NAME
Geo::LatLon2Place - convert latitude and longitude to nearest place
SYNOPSIS
use Geo::LatLon2Place;
my $db = Geo::LatLon2Place->new ("/var/lib/mydb.cdb");
DESCRIPTION
This is a single-purpose module that tries to do one job: find the nearest placename for a point on earth. It doesn't claim to do a perfect job, but it tries to be simple to set up, simple to use and be fast. It doesn't attempt to provide many features or nifty algorithms, and is meant to be used in situations where you simply need a name for a coordinate without becoming a GIS expert first.
BUILDING, SETTING UP AND USAGE
To build this module, you need tinycdb, a cdb implementation by Michael Tokarev, or a compatible library. On GNU/Debian-based systems you can get this by executing apt-get install libcdb-dev.
After install the module, you need to generate a database using the geo-latlon2place-makedb command.
Currently, it accepts various databases from geonames (https://www.geonames.org/export/, note the license), for example, cities500.zip, which lists all places with population 500 or more:
wget https://download.geonames.org/export/dump/cities500.zip
unzip cities500.zip
geo-latlon2place-makedb cities500.txt cities500.ll2p
This will create a file ll2p.cdb that you can use for lookups with this module. At the time of this writing, the cities500 database results in about a 10MB file while the allCountries database results in about 120MB.
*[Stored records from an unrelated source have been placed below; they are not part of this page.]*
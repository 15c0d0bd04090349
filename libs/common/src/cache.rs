//! Shared Redis access
//!
//! Every key is prefixed with a namespace so the auth and payments services
//! can share one Redis database without colliding.

use anyhow::Result;
use redis::{AsyncCommands, Client, aio::MultiplexedConnection};
use std::time::Duration;
use tracing::info;

#[derive(Debug, Clone)]
pub struct RedisConfig {
    pub url: String,
    pub namespace: String,
}

impl RedisConfig {
    /// Reads `REDIS_URL` (default `redis://localhost:6379`) and
    /// `REDIS_NAMESPACE` (default `makazi`).
    pub fn from_env() -> Self {
        Self {
            url: std::env::var("REDIS_URL")
                .unwrap_or_else(|_| "redis://localhost:6379".to_string()),
            namespace: std::env::var("REDIS_NAMESPACE").unwrap_or_else(|_| "makazi".to_string()),
        }
    }
}

/// Cloneable Redis handle; each call borrows a multiplexed connection
#[derive(Clone)]
pub struct RedisPool {
    client: Client,
    namespace: String,
}

impl RedisPool {
    pub fn new(config: &RedisConfig) -> Result<Self> {
        let client = Client::open(config.url.as_str())?;
        info!(
            "Redis client ready at {} (namespace {})",
            config.url, config.namespace
        );
        Ok(Self {
            client,
            namespace: config.namespace.clone(),
        })
    }

    fn namespaced(&self, key: &str) -> String {
        format!("{}:{}", self.namespace, key)
    }

    async fn connection(&self) -> Result<MultiplexedConnection> {
        Ok(self.client.get_multiplexed_async_connection().await?)
    }

    /// Store a value that Redis drops after `ttl` (rounded up to a second)
    pub async fn set_expiring(&self, key: &str, value: &str, ttl: Duration) -> Result<()> {
        let seconds = ttl.as_secs() + u64::from(ttl.subsec_nanos() > 0);
        let mut conn = self.connection().await?;
        let _: () = conn
            .set_ex(self.namespaced(key), value, seconds.max(1))
            .await?;
        Ok(())
    }

    pub async fn get(&self, key: &str) -> Result<Option<String>> {
        let mut conn = self.connection().await?;
        Ok(conn.get(self.namespaced(key)).await?)
    }

    /// `PING` round trip
    pub async fn health_check(&self) -> Result<bool> {
        let mut conn = self.connection().await?;
        let reply: String = redis::cmd("PING").query_async(&mut conn).await?;
        Ok(reply == "PONG")
    }
}

#[cfg(test)]
mod tests {
    use super::*;

    fn local() -> RedisPool {
        RedisPool::new(&RedisConfig {
            url: "redis://localhost:6379".to_string(),
            namespace: "makazi-test".to_string(),
        })
        .expect("valid redis url")
    }

    #[test]
    fn keys_carry_the_namespace() {
        assert_eq!(local().namespaced("mpesa:token"), "makazi-test:mpesa:token");
    }

    #[test]
    fn malformed_url_is_refused() {
        let config = RedisConfig {
            url: "not a url".to_string(),
            namespace: "makazi".to_string(),
        };
        assert!(RedisPool::new(&config).is_err());
    }

    #[tokio::test]
    #[ignore = "requires a running Redis instance"]
    async fn expiring_values_vanish_after_their_ttl() -> Result<()> {
        let pool = local();
        assert!(pool.health_check().await?);

        pool.set_expiring("ttl-check", "value", Duration::from_millis(500))
            .await?;
        assert_eq!(pool.get("ttl-check").await?, Some("value".to_string()));

        tokio::time::sleep(Duration::from_millis(1500)).await;
        assert_eq!(pool.get("ttl-check").await?, None);
        Ok(())
    }
}
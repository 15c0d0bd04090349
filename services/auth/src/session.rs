//! Session lifecycle: registration, verification, login, refresh, logout
//! and password recovery

use chrono::{Duration, Utc};
use serde::{Deserialize, Serialize};
use std::sync::Arc;
use tracing::{error, info, warn};
use uuid::Uuid;

use crate::{
    error::{AuthError, AuthResult, InvitationMismatch},
    jwt::JwtService,
    mailer::Mailer,
    models::{
        ClientInfo, InitialVerification, NewCompany, NewOneTimeToken, NewRefreshToken, NewUser,
        OneTimePurpose, User, UserRole, UserStatus,
    },
    opaque::{hash_opaque_token, new_opaque_secret},
    password::{hash_password, verify_password},
    rate_limiter::LoginThrottle,
    repositories::AccountStore,
    validation::{normalize_email, validate_email, validate_password, validate_phone_number},
};

/// Verification links stay valid for a day
const VERIFICATION_TTL_HOURS: i64 = 24;
/// Reset links stay valid for an hour
const RESET_TTL_HOURS: i64 = 1;

const RESET_REQUESTED_MESSAGE: &str =
    "If an account exists for that email, a password reset link has been sent";

/// Session manager settings
#[derive(Debug, Clone)]
pub struct SessionConfig {
    pub require_email_verification: bool,
    /// Lifetime of a default refresh token, in hours
    pub session_timeout_hours: i64,
    /// Lifetime of a "remember me" refresh token, in days
    pub remember_me_days: i64,
    /// Replace the refresh token on every refresh instead of reusing it
    pub rotate_refresh_tokens: bool,
    /// Base URL of the web client, used to build email links
    pub frontend_url: String,
}

#[derive(Debug, Clone, Default, Deserialize)]
pub struct RegisterRequest {
    pub email: Option<String>,
    pub password: Option<String>,
    pub phone_number: Option<String>,
    pub first_name: Option<String>,
    pub last_name: Option<String>,
    #[serde(default = "default_role")]
    pub role: UserRole,
    pub company_name: Option<String>,
    /// Signed invitation handed out when a tenant is invited
    pub invitation_token: Option<String>,
}
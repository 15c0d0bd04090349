use anyhow::Result;
use std::sync::Arc;
use tracing::{info, warn};
use tracing_subscriber::EnvFilter;

use auth::{
    AppState,
    config::AuthSettings,
    jwt::JwtService,
    mailer::{HttpMailer, LogMailer, Mailer},
    rate_limiter::LoginThrottle,
    repositories::PgAccountStore,
    routes,
    session::SessionManager,
};
use common::database::{DatabaseConfig, health_check, init_pool};

#[tokio::main]
async fn main() -> Result<()> {
    tracing_subscriber::fmt()
        .with_env_filter(
            EnvFilter::try_from_default_env().unwrap_or_else(|_| EnvFilter::new("info")),
        )
        .init();

    info!("Starting authentication service");

    let settings = AuthSettings::load()?;
    info!("Loaded settings: {:?}", settings);

    // Initialize database connection pool
    let db_config = DatabaseConfig::from_env()?;
    let pool = init_pool(&db_config).await?;

    if health_check(&pool).await? {
        info!("Database connection successful");
    } else {
        anyhow::bail!("Failed to connect to database");
    }

    let jwt_service = JwtService::new(settings.jwt_config())?;

    let mailer: Arc<dyn Mailer> = match settings.mailer_config() {
        Some(config) => Arc::new(HttpMailer::new(config)?),
        None => {
            warn!("AUTH__MAIL_API_URL not set; email links will only be logged");
            Arc::new(LogMailer)
        }
    };

    let session_manager = SessionManager::new(
        Arc::new(PgAccountStore::new(pool)),
        jwt_service.clone(),
        mailer,
        LoginThrottle::new(settings.throttle_config()),
        settings.session_config(),
    );

    let app_state = AppState {
        session_manager: Arc::new(session_manager),
        jwt_service,
    };

    let app = routes::create_router(app_state);

    let listener = tokio::net::TcpListener::bind(&settings.bind_address).await?;
    info!("Authentication service listening on {}", settings.bind_address);

    axum::serve(listener, app).await?;

    Ok(())
}
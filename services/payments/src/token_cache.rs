//! Bearer token caches for the gateway client
//!
//! Entries are keyed by a fingerprint of the consumer credentials, so one
//! process can serve several paybills. Two callers missing at the same time
//! both fetch a token and the last write wins; either token is valid.

use async_trait::async_trait;
use common::cache::RedisPool;
use sha2::{Digest, Sha256};
use std::collections::HashMap;
use std::sync::Arc;
use std::time::{Duration, Instant};
use tokio::sync::RwLock;
use tracing::warn;

#[async_trait]
pub trait TokenCache: Send + Sync {
    async fn get(&self, fingerprint: &str) -> Option<String>;

    async fn put(&self, fingerprint: &str, token: &str, ttl: Duration);
}

/// SHA-256 of `key:secret`, hex encoded. The raw credentials never become
/// cache keys.
pub fn credential_fingerprint(consumer_key: &str, consumer_secret: &str) -> String {
    let mut hasher = Sha256::new();
    hasher.update(consumer_key.as_bytes());
    hasher.update(b":");
    hasher.update(consumer_secret.as_bytes());
    hex::encode(hasher.finalize())
}

struct CachedToken {
    token: String,
    expires_at: Instant,
}

/// Process-local token cache
#[derive(Clone, Default)]
pub struct MemoryTokenCache {
    entries: Arc<RwLock<HashMap<String, CachedToken>>>,
}

impl MemoryTokenCache {
    pub fn new() -> Self {
        Self::default()
    }
}

#[async_trait]
impl TokenCache for MemoryTokenCache {
    async fn get(&self, fingerprint: &str) -> Option<String> {
        let entries = self.entries.read().await;
        entries
            .get(fingerprint)
            .filter(|cached| cached.expires_at > Instant::now())
            .map(|cached| cached.token.clone())
    }

    async fn put(&self, fingerprint: &str, token: &str, ttl: Duration) {
        let mut entries = self.entries.write().await;
        entries.retain(|_, cached| cached.expires_at > Instant::now());
        entries.insert(
            fingerprint.to_string(),
            CachedToken {
                token: token.to_string(),
                expires_at: Instant::now() + ttl,
            },
        );
    }
}

/// Token cache shared through Redis by every payments instance
#[derive(Clone)]
pub struct RedisTokenCache {
    pool: RedisPool,
}

impl RedisTokenCache {
    pub fn new(pool: RedisPool) -> Self {
        Self { pool }
    }

    fn key(fingerprint: &str) -> String {
        format!("mpesa:token:{}", fingerprint)
    }
}

#[async_trait]
impl TokenCache for RedisTokenCache {
    async fn get(&self, fingerprint: &str) -> Option<String> {
        match self.pool.get(&Self::key(fingerprint)).await {
            Ok(token) => token,
            Err(e) => {
                warn!("Token cache read failed, fetching a new token: {}", e);
                None
            }
        }
    }

    async fn put(&self, fingerprint: &str, token: &str, ttl: Duration) {
        if ttl.is_zero() {
            return;
        }
        if let Err(e) = self
            .pool
            .set_expiring(&Self::key(fingerprint), token, ttl)
            .await
        {
            warn!("Token cache write failed: {}", e);
        }
    }
}

#[cfg(test)]
mod tests {
    use super::*;

    #[test]
    fn fingerprint_hides_and_separates_credentials() {
        let a = credential_fingerprint("key", "secret");
        assert_eq!(a.len(), 64);
        assert!(!a.contains("secret"));
        assert_ne!(a, credential_fingerprint("keys", "ecret"));
        assert_eq!(a, credential_fingerprint("key", "secret"));
    }

    #[tokio::test]
    async fn memory_cache_honours_ttl() {
        let cache = MemoryTokenCache::new();
        cache.put("fp", "token-1", Duration::from_secs(60)).await;
        cache.put("stale", "token-0", Duration::ZERO).await;

        assert_eq!(cache.get("fp").await.as_deref(), Some("token-1"));
        assert_eq!(cache.get("stale").await, None);
        assert_eq!(cache.get("other").await, None);
    }

    #[tokio::test]
    #[ignore = "requires a running Redis"]
    async fn redis_cache_round_trip() {
        let pool = RedisPool::new(&common::cache::RedisConfig::from_env()).expect("redis client");
        let cache = RedisTokenCache::new(pool);

        cache.put("fp-test", "token-1", Duration::from_secs(30)).await;
        assert_eq!(cache.get("fp-test").await.as_deref(), Some("token-1"));
    }
}
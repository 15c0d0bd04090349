//! Input validation utilities

use regex::Regex;
use std::sync::OnceLock;

use crate::error::AuthError;

/// Validate email
pub fn validate_email(email: &str) -> Result<(), AuthError> {
    if email.is_empty() {
        return Err(AuthError::Validation("Email is required".to_string()));
    }

    if email.len() > 254 {
        return Err(AuthError::Validation(
            "Email must be at most 254 characters long".to_string(),
        ));
    }

    static EMAIL_REGEX: OnceLock<Option<Regex>> = OnceLock::new();
    let regex = EMAIL_REGEX
        .get_or_init(|| Regex::new(r"^[a-zA-Z0-9._%+-]+@[a-zA-Z0-9.-]+\.[a-zA-Z]{2,}$").ok());

    match regex {
        Some(regex) if regex.is_match(email) => Ok(()),
        _ => Err(AuthError::Validation("Invalid email format".to_string())),
    }
}

/// Validate password strength
pub fn validate_password(password: &str) -> Result<(), AuthError> {
    if password.len() < 8 {
        return Err(AuthError::Validation(
            "Password must be at least 8 characters long".to_string(),
        ));
    }

    if password.len() > 128 {
        return Err(AuthError::Validation(
            "Password must be at most 128 characters long".to_string(),
        ));
    }

    let has_letter = password.chars().any(|c| c.is_alphabetic());
    let has_digit = password.chars().any(|c| c.is_ascii_digit());

    if !has_letter || !has_digit {
        return Err(AuthError::Validation(
            "Password must contain both letters and digits".to_string(),
        ));
    }

    Ok(())
}

/// Validate a Kenyan mobile number in international form (254XXXXXXXXX)
pub fn validate_phone_number(phone: &str) -> Result<(), AuthError> {
    static PHONE_REGEX: OnceLock<Option<Regex>> = OnceLock::new();
    let regex = PHONE_REGEX.get_or_init(|| Regex::new(r"^254[17]\d{8}$").ok());

    match regex {
        Some(regex) if regex.is_match(phone) => Ok(()),
        _ => Err(AuthError::Validation(
            "Phone number must look like 2547XXXXXXXX".to_string(),
        )),
    }
}

/// Trim and lowercase an email address before lookup or storage
pub fn normalize_email(email: &str) -> String {
    email.trim().to_lowercase()
}

#[cfg(test)]
mod tests {
    use super::*;

    #[test]
    fn emails() {
        assert!(validate_email("achieng@makazi.co.ke").is_ok());
        assert!(validate_email("").is_err());
        assert!(validate_email("no-at-sign").is_err());
        assert!(validate_email(&format!("{}@example.com", "a".repeat(250))).is_err());
    }

    #[test]
    fn passwords() {
        assert!(validate_password("Nairobi2024").is_ok());
        assert!(validate_password("short1").is_err());
        assert!(validate_password("onlyletters").is_err());
        assert!(validate_password("1234567890").is_err());
    }

    #[test]
    fn phone_numbers() {
        assert!(validate_phone_number("254712345678").is_ok());
        assert!(validate_phone_number("254112345678").is_ok());
        assert!(validate_phone_number("0712345678").is_err());
        assert!(validate_phone_number("25471234567").is_err());
    }

    #[test]
    fn emails_are_normalized() {
        assert_eq!(normalize_email("  Kamau@Example.COM "), "kamau@example.com");
    }
}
Lookups will return a string of the form placename, countrycode
.
If you want to use the geonames postal code database (from https://www.geonames.org/zip/), use these commands:
wget https://download.geonames.org/export/zip/allCountries.zip
unzip allCountries.zip
geo-latlon2place-makedb --extract geonames-postalcodes allCountries.txt allCountries.ll2p
You can then use the resulting database like this:
my $lookup = Geo::LatLon2Place->new ("allCountries.ll2p");
# and then do as many queries as you wish:
my $res = $lookup->(49, 8.4);
if (defined $res) {
utf8::decode $res; # convert $res from utf-8 to unicode
print "49, 8.4 found $res\n"; # should be Karlsruhe, DE for geonames
} else {
print "nothing found at 49, 8.4\n";
}
THE Geo::LatLon2Place CLASS
- $lookup = Geo::LatLon2Place->new ($path)
-
Opens a database created by geo-latlon2place-makedb and return an object that allows you to run queries against it.
The database will be mmaped, so it will not be loaded into memory, but your operating system will cache it appropriately.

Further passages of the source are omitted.